View/Reply Online (#80267): https://edk2.groups.io/g/devel/message/80267
Mute This Topic: https://groups.io/mt/85316773/1787277
Group Owner: devel+owner@edk2.groups.io
Unsubscribe: https://edk2.groups.io/g/devel/unsub [importer@patchew.org]
-=-=-=-=-=-=-=-=-=-=-=-

On 9/6/21 8:34 AM, Yao, Jiewen wrote:
> Hi Stefan
> Thank you very much for the work.
>
> I would like to double confirm with you on several things:
> 1) S3 resume - According to security guideline, we can randomize platform hiearachy if S3 start state fail.
>
> REF: https://github.com/tianocore/edk2-platforms/blob/master/Platform/Intel/MinPlatformPkg/Tcg/Tcg2PlatformPei/Tcg2PlatformPei.c
>
> But I did not see your S3 solution there.

That may be a omission, also for ARM.


>
> 2) I am curious, why you don't use a DXE driver, but choose to like to BDS lib for the DXE case.

I don't know the difference. Is the code in edk2-platforms unsuitable?


> You also include a NULL lib there, which seems unnecessary, if you use a DXE/PEI module
>
> The downside of linking to BDS lib is that you have to change all BDS lib instance, which is a big burden.
> And you still have code to choose NULL lib v.s. real Lib based upon TPM enable flag.
>
> How about just include Tcg2PlatformPei/Tcg2PlatformDxe to securityPkg as well? Then we can remove the TcgPlatform from MinPlatform totally.
>
> 3) In some platform, you add TpmPlatformHierarchyLib to Tcg2Dxe. Would you please help me understand why?
>
>    SecurityPkg/Tcg/Tcg2Dxe/Tcg2Dxe.inf {
>      <LibraryClasses>
>        Tpm2DeviceLib|SecurityPkg/Library/Tpm2DeviceLibRouter/Tpm2DeviceLibRouterDxe.inf
>        TpmPlatformHierarchyLib|SecurityPkg/Library/PeiDxeTpmPlatformHierarchyLib/PeiDxeTpmPlatformHierarchyLib.inf
>        NULL|SecurityPkg/Library/Tpm2DeviceLibDTpm/Tpm2InstanceLibDTpm.inf

I cannot compile several of the target platforms that I have made 
modifications to that I thought were correct but have done so 'blindly'. 
For example , I cannot compile for OvmfPkg/AmdSev/AmdSevX64.dsc, it 
fails for me for this reason:

# build -p OvmfPkg/AmdSev/AmdSevX64.dsc -b DEBUG -a X64 -t GCC5 -D 
TPM_ENABLE -D TPM_CONFIG_ENABLE -D SECURE_BOOT_ENABLE -D NETWORK_TLS_ENABLE

mkfs.fat 4.2 (2021-01-31)
grub2-mkimage: error: cannot open `/usr/lib/grub/x86_64-efi/moddep.lst': 
No such file or directory.


This here is an example of a platform I cannot build at all (before my 
modifications) but would need changes as well:

$ build -p OvmfPkg/OvmfPkgIa32X64.dsc -b DEBUG -a IA32 -t GCC5 -D 
TPM_ENABLE -D TPM_CONFIG_ENABLE -D SECURE_BOOT_ENABLE -D NETWORK_TLS_ENABLE

[...]

Active Platform          = /home/stefanb/dev/edk2/OvmfPkg/OvmfPkgIa32X64.dsc
.

build.py...
  : error F001: Module 
/home/stefanb/dev/edk2/MdeModulePkg/Universal/DevicePathDxe/DevicePathDxe.inf 
NOT found in DSC file; Is it really a binary module?

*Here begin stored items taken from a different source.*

use crate::{
    error::Error,
    schema::{CartPart, Uuid},
    QueryError,
};

use sqlx::{Pool, Postgres};

/// Every ingredient line of every recipe in the user's cart, unaggregated.
pub async fn list_cart_parts(user_id: Uuid, pool: &Pool<Postgres>) -> Result<Vec<CartPart>, Error> {
    let rows: Vec<CartPart> = sqlx::query_as(
        "
        SELECT i.name AS name, i.measurement_unit AS measurement_unit, ri.amount AS amount
        FROM purchases p
        INNER JOIN recipe_ingredients ri ON ri.recipe_id = p.recipe_id
        INNER JOIN ingredients i ON i.id = ri.ingredient_id
        WHERE p.user_id = $1
    ",
    )
    .bind(user_id)
    .fetch_all(pool)
    .await
    .map_err(QueryError::from)?;

    Ok(rows)
}

#[cfg(test)]
mod tests {
    use super::*;
    use crate::{
        actions::{add_to_list, fixtures, RecipeList},
        shopping_list::{aggregate, ShoppingListItem},
    };

    #[sqlx::test(migrations = "./migrations")]
    async fn cart_lines_sum_per_ingredient(pool: Pool<Postgres>) {
        let cook = fixtures::user(&pool, "cook").await;
        let salt = fixtures::ingredient(&pool, "Salt", "g").await;
        let rice = fixtures::ingredient(&pool, "Rice", "g").await;
        let lunch = fixtures::tag(&pool, "lunch").await;
        let soup = fixtures::recipe(&pool, cook, "Soup", &[(salt, 5)], &[lunch]).await;
        let pilaf = fixtures::recipe(&pool, cook, "Pilaf", &[(salt, 3), (rice, 300)], &[lunch]).await;
        let ignored = fixtures::recipe(&pool, cook, "Bread", &[(salt, 10)], &[lunch]).await;

        add_to_list(RecipeList::ShoppingCart, cook, soup, &pool).await.unwrap();
        add_to_list(RecipeList::ShoppingCart, cook, pilaf, &pool).await.unwrap();
        add_to_list(RecipeList::Favorites, cook, ignored, &pool).await.unwrap();

        let parts = list_cart_parts(cook, &pool).await.unwrap();
        assert_eq!(parts.len(), 3);

        assert_eq!(
            aggregate(parts),
            vec![
                ShoppingListItem {
                    name: String::from("Rice"),
                    measurement_unit: String::from("g"),
                    amount: 300,
                },
                ShoppingListItem {
                    name: String::from("Salt"),
                    measurement_unit: String::from("g"),
                    amount: 8,
                },
            ]
        );
    }

    #[sqlx::test(migrations = "./migrations")]
    async fn empty_cart_has_no_lines(pool: Pool<Postgres>) {
        let cook = fixtures::user(&pool, "cook").await;

        assert!(list_cart_parts(cook, &pool).await.unwrap().is_empty());
    }
}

Should I drop the targets I cannot compile for or that seem broken just 
to begin with?


Does someone else want to take a pass on this series? I have to say that 
I work with too many unknowns here so that this is now the preferred 
path from my perspective.

Thanks.

    Stefan



-=-=-=-=-=-=-=-=-=-=-=-
Groups.io Links: You receive all messages sent to this group.
View/Reply Online (#80271): https://edk2.groups.io/g/devel/message/80271
Mute This Topic: https://groups.io/mt/85316773/1787277
Group Owner: devel+owner@edk2.groups.io
Unsubscribe: https://edk2.groups.io/g/devel/unsub [importer@patchew.org]
-=-=-=-=-=-=-=-=-=-=-=-

For 2, https://github.com/tianocore/edk2-platforms/tree/master/Platform/Intel/MinPlatformPkg/Tcg

The edk2-platform solution is to let Tcg2PlatformDxe and Tcg2PlatformPei link Library/PeiDxeTpmPlatformHierarchyLib.

The DSC/FDF can include Tcg2PlatformDxe and Tcg2PlatformPei. No BDS change is required.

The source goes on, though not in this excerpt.